An inmate seeking relief under 18 U.S.C. § 3582(c)(1)(A) bears the burden of proof by a preponderance of the evidence. See United States v. Sprague, 135 F.3d 1301, 1306-07 (9th Cir. 1998); United States v. Ibarra, No. 19-cr-00049-DKW, 2021 WL 3924733, at *2 (D. Haw. Sept. 1, 2021).
III. DISCUSSION
The Government argues that the Motion should be denied because Lauina failed to show that he exhausted his administrative remedies. ECF No. 35 at 13. The Court agrees.
As noted, supra, Section 603(b)(1) of the First Step Act broadened 18 U.S.C. § 3582(c)(1)(A) to allow an inmate to seek a reduction of sentence directly from the Court provided that the inmate “has fully exhausted all administrative rights to appeal a failure of the [BOP] to bring a motion on the [inmate's] behalf or the lapse of 30 days from the receipt of such a request by the warden of the [inmate's] facility, whichever is earlier.” Pub. L. No. 115-391, Title VI, sec. 603(b)(1), 132 Stat. at 5239; Keller, 2 F.4th at 1281.

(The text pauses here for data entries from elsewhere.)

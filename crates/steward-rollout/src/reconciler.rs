//! VersionReconciler — turns live replicas plus desired state into a plan.
//!
//! The reconciler never acts; it returns which replicas to stop, replace,
//! reconfigure and how many to start. Version comparison is full
//! structural equality on [`DeploymentVersion`].

use std::collections::BTreeSet;

use tracing::debug;

use steward_state::{DeploymentVersion, ReplicaId};

use crate::strategy::{RollingConfig, batch_count};

/// A replica that is running or has been asked to start.
#[derive(Debug, Clone, PartialEq)]
pub struct LiveReplica {
    pub replica_id: ReplicaId,
    pub version: DeploymentVersion,
    pub user_config: Option<serde_json::Value>,
    /// Assigned but not yet reported as started.
    pub starting: bool,
    /// Started in place of an outdated replica rather than to add capacity.
    pub replacement: bool,
}

/// What the deployment should look like.
#[derive(Debug, Clone, PartialEq)]
pub struct DesiredState {
    pub version: DeploymentVersion,
    pub user_config: Option<serde_json::Value>,
    pub target_replicas: u32,
}

/// Instructions for one reconcile pass.
#[derive(Debug, Clone, Default, PartialEq)]
pub struct ReconcilePlan {
    /// Every replica whose version differs from the desired one.
    pub outdated: BTreeSet<ReplicaId>,
    /// Outdated replicas to stop now and start replacements for.
    pub replace_now: Vec<ReplicaId>,
    /// Replicas on the desired version whose reconfigure payload differs.
    pub reconfigure: Vec<ReplicaId>,
    /// Surplus replicas to stop without replacement.
    pub to_stop: Vec<ReplicaId>,
    /// New replicas to start on the desired version.
    pub to_start: u32,
}

impl ReconcilePlan {
    pub fn is_noop(&self) -> bool {
        self.replace_now.is_empty()
            && self.reconfigure.is_empty()
            && self.to_stop.is_empty()
            && self.to_start == 0
    }
}

#[derive(Debug, Clone, Default)]
pub struct VersionReconciler {
    strategy: RollingConfig,
}

impl VersionReconciler {
    pub fn new(strategy: RollingConfig) -> Self {
        Self { strategy }
    }

    pub fn strategy(&self) -> &RollingConfig {
        &self.strategy
    }

    /// Plan one pass. `live` must be in creation order; when replicas have
    /// to go, outdated ones go first, then the newest.
    pub fn reconcile(&self, live: &[LiveReplica], desired: &DesiredState) -> ReconcilePlan {
        let outdated: BTreeSet<ReplicaId> = live
            .iter()
            .filter(|r| r.version != desired.version)
            .map(|r| r.replica_id.clone())
            .collect();

        // Stop order: outdated oldest-first, then current newest-first.
        let mut by_stop_priority: Vec<&LiveReplica> = live
            .iter()
            .filter(|r| outdated.contains(&r.replica_id))
            .collect();
        by_stop_priority.extend(live.iter().rev().filter(|r| !outdated.contains(&r.replica_id)));

        let target = desired.target_replicas as usize;
        let surplus = live.len().saturating_sub(target);
        let to_stop: Vec<ReplicaId> = by_stop_priority
            .iter()
            .take(surplus)
            .map(|r| r.replica_id.clone())
            .collect();
        let kept: Vec<&LiveReplica> = live
            .iter()
            .filter(|r| !to_stop.contains(&r.replica_id))
            .collect();

        // Replacements already in flight count against the batch; plain
        // scale-up starts do not.
        let in_flight = kept
            .iter()
            .filter(|r| r.starting && r.replacement && !outdated.contains(&r.replica_id))
            .count();
        let remaining_outdated: Vec<&LiveReplica> = kept
            .iter()
            .copied()
            .filter(|r| outdated.contains(&r.replica_id))
            .collect();
        let budget = if remaining_outdated.is_empty() {
            0
        } else {
            (self.strategy.batch_size as usize).saturating_sub(in_flight)
        };
        let replace_now: Vec<ReplicaId> = remaining_outdated
            .iter()
            .take(budget)
            .map(|r| r.replica_id.clone())
            .collect();

        let reconfigure: Vec<ReplicaId> = kept
            .iter()
            .filter(|r| !outdated.contains(&r.replica_id) && r.user_config != desired.user_config)
            .map(|r| r.replica_id.clone())
            .collect();

        let remaining = kept.len() - replace_now.len();
        let to_start = target.saturating_sub(remaining) as u32;

        let plan = ReconcilePlan {
            outdated,
            replace_now,
            reconfigure,
            to_stop,
            to_start,
        };
        if !plan.is_noop() {
            debug!(
                outdated = plan.outdated.len(),
                replace = plan.replace_now.len(),
                reconfigure = plan.reconfigure.len(),
                stop = plan.to_stop.len(),
                start = plan.to_start,
                batches_left = batch_count(remaining_outdated.len() as u32, self.strategy.batch_size),
                "reconcile plan"
            );
        }
        plan
    }
}

#[cfg(test)]
mod tests {
    use super::*;
    use std::collections::BTreeMap;

    use steward_state::{
        DeploymentConfig, DeploymentId, DeploymentInfo, PlacementStrategy, ReplicaConfig,
    };

    fn replica_config() -> ReplicaConfig {
        ReplicaConfig::new("shop.ranker:Ranker")
    }

    fn version_of(config: &DeploymentConfig, replica: &ReplicaConfig) -> DeploymentVersion {
        DeploymentVersion::new(config, replica)
    }

    fn live(ids: &[&str], version: &DeploymentVersion) -> Vec<LiveReplica> {
        ids.iter()
            .map(|id| LiveReplica {
                replica_id: id.to_string(),
                version: version.clone(),
                user_config: None,
                starting: false,
                replacement: false,
            })
            .collect()
    }

    fn desired(version: &DeploymentVersion, target: u32) -> DesiredState {
        DesiredState {
            version: version.clone(),
            user_config: None,
            target_replicas: target,
        }
    }

    #[test]
    fn converged_deployment_is_noop() {
        let v1 = version_of(&DeploymentConfig::default(), &replica_config());
        let plan = VersionReconciler::default().reconcile(&live(&["r0", "r1"], &v1), &desired(&v1, 2));
        assert!(plan.is_noop());
        assert!(plan.outdated.is_empty());
    }

    #[test]
    fn placement_change_marks_every_replica() {
        let base = replica_config();
        let v1 = version_of(&DeploymentConfig::default(), &base);

        // Round-trip the version through DeploymentInfo first.
        let info = DeploymentInfo::new(
            DeploymentId::new("shop", "ranker"),
            DeploymentConfig::default(),
            base.clone(),
            None,
            0,
        );
        let json = serde_json::to_vec(&info).unwrap();
        let restored: DeploymentInfo = serde_json::from_slice(&json).unwrap();
        let running = live(&["r0", "r1", "r2"], &restored.version);
        assert!(
            VersionReconciler::default()
                .reconcile(&running, &desired(&v1, 3))
                .outdated
                .is_empty()
        );

        let mut moved = base;
        moved.placement_group_strategy = Some(PlacementStrategy::StrictSpread);
        let v2 = version_of(&DeploymentConfig::default(), &moved);
        let plan = VersionReconciler::default().reconcile(&running, &desired(&v2, 3));
        assert_eq!(plan.outdated.len(), 3);
    }

    #[test]
    fn rolling_replacement_respects_batch_size() {
        let v1 = version_of(&DeploymentConfig::default(), &replica_config());
        let v2 = version_of(
            &DeploymentConfig {
                max_concurrent_queries: 5,
                ..Default::default()
            },
            &replica_config(),
        );
        let reconciler = VersionReconciler::new(RollingConfig::new(2));

        let plan = reconciler.reconcile(&live(&["r0", "r1", "r2"], &v1), &desired(&v2, 3));
        assert_eq!(plan.replace_now, vec!["r0".to_string(), "r1".to_string()]);
        assert_eq!(plan.to_start, 2);
        assert!(plan.to_stop.is_empty());

        // Two replacements still starting: no budget left this pass.
        let mut running = live(&["r2"], &v1);
        running.extend(live(&["r3", "r4"], &v2).into_iter().map(|mut r| {
            r.starting = true;
            r.replacement = true;
            r
        }));
        let plan = reconciler.reconcile(&running, &desired(&v2, 3));
        assert_eq!(plan.outdated.len(), 1);
        assert!(plan.replace_now.is_empty());
        assert_eq!(plan.to_start, 0);
    }

    #[test]
    fn scale_up_starts_do_not_use_the_rollout_budget() {
        let v1 = version_of(&DeploymentConfig::default(), &replica_config());
        let v2 = version_of(
            &DeploymentConfig {
                max_concurrent_queries: 5,
                ..Default::default()
            },
            &replica_config(),
        );
        let reconciler = VersionReconciler::new(RollingConfig::new(1));

        let mut running = live(&["r0"], &v1);
        running.extend(live(&["r1"], &v2).into_iter().map(|mut r| {
            r.starting = true;
            r
        }));
        running.extend(live(&["r2"], &v2));

        let plan = reconciler.reconcile(&running, &desired(&v2, 3));
        assert_eq!(plan.replace_now, vec!["r0".to_string()]);
        assert_eq!(plan.to_start, 1);
    }

    #[test]
    fn user_config_change_reconfigures_in_place() {
        let v1 = version_of(&DeploymentConfig::default(), &replica_config());
        let mut state = desired(&v1, 2);
        state.user_config = Some(serde_json::json!({"threshold": 0.7}));

        let plan = VersionReconciler::default().reconcile(&live(&["r0", "r1"], &v1), &state);
        assert!(plan.outdated.is_empty());
        assert!(plan.replace_now.is_empty());
        assert_eq!(plan.reconfigure, vec!["r0".to_string(), "r1".to_string()]);
    }

    #[test]
    fn scale_up_starts_missing_replicas() {
        let v1 = version_of(&DeploymentConfig::default(), &replica_config());
        let plan = VersionReconciler::default().reconcile(&live(&["r0"], &v1), &desired(&v1, 4));
        assert_eq!(plan.to_start, 3);
    }

    #[test]
    fn scale_down_stops_outdated_then_newest() {
        let v1 = version_of(&DeploymentConfig::default(), &replica_config());
        let mut init = replica_config();
        init.init_args = Some(serde_json::json!({"model": "b"}));
        let v2 = version_of(&DeploymentConfig::default(), &init);

        let mut running = live(&["r0", "r1", "r2"], &v2);
        running.insert(1, live(&["old"], &v1).remove(0));

        let plan = VersionReconciler::default().reconcile(&running, &desired(&v2, 2));
        assert_eq!(plan.to_stop, vec!["old".to_string(), "r2".to_string()]);
        assert!(plan.replace_now.is_empty());
        assert_eq!(plan.to_start, 0);
    }

    #[test]
    fn target_zero_stops_everything() {
        let v1 = version_of(&DeploymentConfig::default(), &replica_config());
        let plan = VersionReconciler::default().reconcile(&live(&["r0", "r1"], &v1), &desired(&v1, 0));
        assert_eq!(plan.to_stop.len(), 2);
        assert_eq!(plan.to_start, 0);
    }

    #[test]
    fn actor_options_are_part_of_the_version() {
        let base = replica_config();
        let v1 = version_of(&DeploymentConfig::default(), &base);
        let mut gpu = base;
        gpu.actor_options = BTreeMap::from([("num_gpus".to_string(), serde_json::json!(1))]);
        let v2 = version_of(&DeploymentConfig::default(), &gpu);
        assert_ne!(v1, v2);
    }
}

Section 3582(c)(1)(A)'s exhaustion requirement is a “mandatory claim-processing rule that must be enforced when properly invoked.” Keller, 2 F.4th at 1282. District courts, therefore, cannot overlook an inmate's failure to satisfy this exhaustion requirement. See United States v. Ransom, 859 Fed.Appx. 58, 59 (9th Cir. 2021) (“[In Keller, ] we made clear that a district court may not reach the merits of a compassionate release motion if the government has properly objected in the district court to the defendant's failure to exhaust.”); United States v. Trask, 859 Fed.Appx. 38, 38-39 (9th Cir. 2021) (rejecting argument that district court could excuse failure to exhaust for equitable reasons).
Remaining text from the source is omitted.